• [Required work]: Retype every line below precisely as it appears.

◆ ◆ ◆

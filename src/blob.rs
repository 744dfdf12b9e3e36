//! Offload storage for payloads too large to inline on the bus.
//!
//! Objects are content-addressed by SHA-256, so uploading the same payload
//! twice stores it once.

use crate::error::{WorkerError, WorkerResult};
use async_trait::async_trait;
use serde::{Deserialize, Serialize};
use sha2::{Digest, Sha256};
use std::path::{Path, PathBuf};
use tracing::debug;

#[derive(Clone, Debug, Deserialize)]
pub struct BlobConfig {
    /// Serialized payloads larger than this are uploaded instead of inlined.
    #[serde(default = "default_payload_threshold_bytes")]
    pub payload_threshold_bytes: usize,
    /// Root directory for the local store. Offload is disabled when unset.
    #[serde(default = "default_local_root")]
    pub local_root: Option<PathBuf>,
}

fn default_payload_threshold_bytes() -> usize {
    256 * 1024
}

fn default_local_root() -> Option<PathBuf> {
    Some(PathBuf::from("data/blobs"))
}

impl Default for BlobConfig {
    fn default() -> Self {
        Self {
            payload_threshold_bytes: default_payload_threshold_bytes(),
            local_root: default_local_root(),
        }
    }
}

/// Where an offloaded payload lives.
#[derive(Debug, Clone, PartialEq, Eq, Serialize, Deserialize)]
pub struct BlobRef {
    pub url: String,
    pub sha256: String,
    pub size_bytes: u64,
    pub key: String,
}

#[async_trait]
pub trait BlobStore: Send + Sync {
    async fn upload(&self, bytes: &[u8], customer_id: &str, content_type: &str) -> WorkerResult<BlobRef>;
}

pub fn sha256_hex(bytes: &[u8]) -> String {
    Sha256::digest(bytes)
        .iter()
        .map(|b| format!("{:02x}", b))
        .collect()
}

fn extension_for(content_type: &str) -> &'static str {
    match content_type.split(';').next().map(str::trim) {
        Some("application/json") => "json",
        Some("text/plain") => "txt",
        Some("text/csv") => "csv",
        _ => "bin",
    }
}

/// Filesystem store: `{root}/{customer_id}/{sha256}.{ext}`.
pub struct LocalBlobStore {
    root: PathBuf,
}

impl LocalBlobStore {
    pub fn new(root: impl AsRef<Path>) -> Self {
        Self {
            root: root.as_ref().to_path_buf(),
        }
    }
}

#[async_trait]
impl BlobStore for LocalBlobStore {
    async fn upload(&self, bytes: &[u8], customer_id: &str, content_type: &str) -> WorkerResult<BlobRef> {
        if customer_id.is_empty() || customer_id.contains(['/', '\\']) || customer_id.contains("..") {
            return Err(WorkerError::validation_field(
                format!("invalid customer id for blob key: '{}'", customer_id),
                "customer_id",
            ));
        }

        let sha256 = sha256_hex(bytes);
        let key = format!("{}/{}.{}", customer_id, sha256, extension_for(content_type));
        let path = self.root.join(&key);

        let exists = tokio::fs::try_exists(&path)
            .await
            .map_err(|e| WorkerError::Transport(format!("blob store: {}", e)))?;
        if exists {
            debug!(key = %key, "Blob already stored, skipping upload");
        } else {
            if let Some(parent) = path.parent() {
                tokio::fs::create_dir_all(parent)
                    .await
                    .map_err(|e| WorkerError::Transport(format!("blob store: {}", e)))?;
            }
            tokio::fs::write(&path, bytes)
                .await
                .map_err(|e| WorkerError::Transport(format!("blob store: {}", e)))?;
            debug!(key = %key, size = bytes.len(), "Stored blob");
        }

        Ok(BlobRef {
            url: format!("file://{}", path.display()),
            sha256,
            size_bytes: bytes.len() as u64,
            key,
        })
    }
}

◆ ◆ ◆

• [Exercise solution]:
filename src/blob.rs
repository 744dfdf12b9e3e36
//! Offload storage for payloads too large to inline on the bus.
//!
//! Objects are content-addressed by SHA-256, so uploading the same payload
//! twice stores it once.

use crate::error::{WorkerError, WorkerResult};
use async_trait::async_trait;
use serde::{Deserialize, Serialize};
use sha2::{Digest, Sha256};
use std::path::{Path, PathBuf};
use tracing::debug;

#[derive(Clone, Debug, Deserialize)]
pub struct BlobConfig {
    /// Serialized payloads larger than this are uploaded instead of inlined.
    #[serde(default = "default_payload_threshold_bytes")]
    pub payload_threshold_bytes: usize,
    /// Root directory for the local store. Offload is disabled when unset.
    #[serde(default = "default_local_root")]
    pub local_root: Option<PathBuf>,
}

fn default_payload_threshold_bytes() -> usize {
    256 * 1024
}

fn default_local_root() -> Option<PathBuf> {
    Some(PathBuf::from("data/blobs"))
}

impl Default for BlobConfig {
    fn default() -> Self {
        Self {
            payload_threshold_bytes: default_payload_threshold_bytes(),
            local_root: default_local_root(),
        }
    }
}

/// Where an offloaded payload lives.
#[derive(Debug, Clone, PartialEq, Eq, Serialize, Deserialize)]
pub struct BlobRef {
    pub url: String,
    pub sha256: String,
    pub size_bytes: u64,
    pub key: String,
}

#[async_trait]
pub trait BlobStore: Send + Sync {
    async fn upload(&self, bytes: &[u8], customer_id: &str, content_type: &str) -> WorkerResult<BlobRef>;
}

pub fn sha256_hex(bytes: &[u8]) -> String {
    Sha256::digest(bytes)
        .iter()
        .map(|b| format!("{:02x}", b))
        .collect()
}

fn extension_for(content_type: &str) -> &'static str {
    match content_type.split(';').next().map(str::trim) {
        Some("application/json") => "json",
        Some("text/plain") => "txt",
        Some("text/csv") => "csv",
        _ => "bin",
    }
}

/// Filesystem store: `{root}/{customer_id}/{sha256}.{ext}`.
pub struct LocalBlobStore {
    root: PathBuf,
}

impl LocalBlobStore {
    pub fn new(root: impl AsRef<Path>) -> Self {
        Self {
            root: root.as_ref().to_path_buf(),
        }
    }
}

#[async_trait]
impl BlobStore for LocalBlobStore {
    async fn upload(&self, bytes: &[u8], customer_id: &str, content_type: &str) -> WorkerResult<BlobRef> {
        if customer_id.is_empty() || customer_id.contains(['/', '\\']) || customer_id.contains("..") {
            return Err(WorkerError::validation_field(
                format!("invalid customer id for blob key: '{}'", customer_id),
                "customer_id",
            ));
        }

        let sha256 = sha256_hex(bytes);
        let key = format!("{}/{}.{}", customer_id, sha256, extension_for(content_type));
        let path = self.root.join(&key);

        let exists = tokio::fs::try_exists(&path)
            .await
            .map_err(|e| WorkerError::Transport(format!("blob store: {}", e)))?;
        if exists {
            debug!(key = %key, "Blob already stored, skipping upload");
        } else {
            if let Some(parent) = path.parent() {
                tokio::fs::create_dir_all(parent)
                    .await
                    .map_err(|e| WorkerError::Transport(format!("blob store: {}", e)))?;
            }
            tokio::fs::write(&path, bytes)
                .await
                .map_err(|e| WorkerError::Transport(format!("blob store: {}", e)))?;
            debug!(key = %key, size = bytes.len(), "Stored blob");
        }

        Ok(BlobRef {
            url: format!("file://{}", path.display()),
            sha256,
            size_bytes: bytes.len() as u64,
            key,
        })
    }
}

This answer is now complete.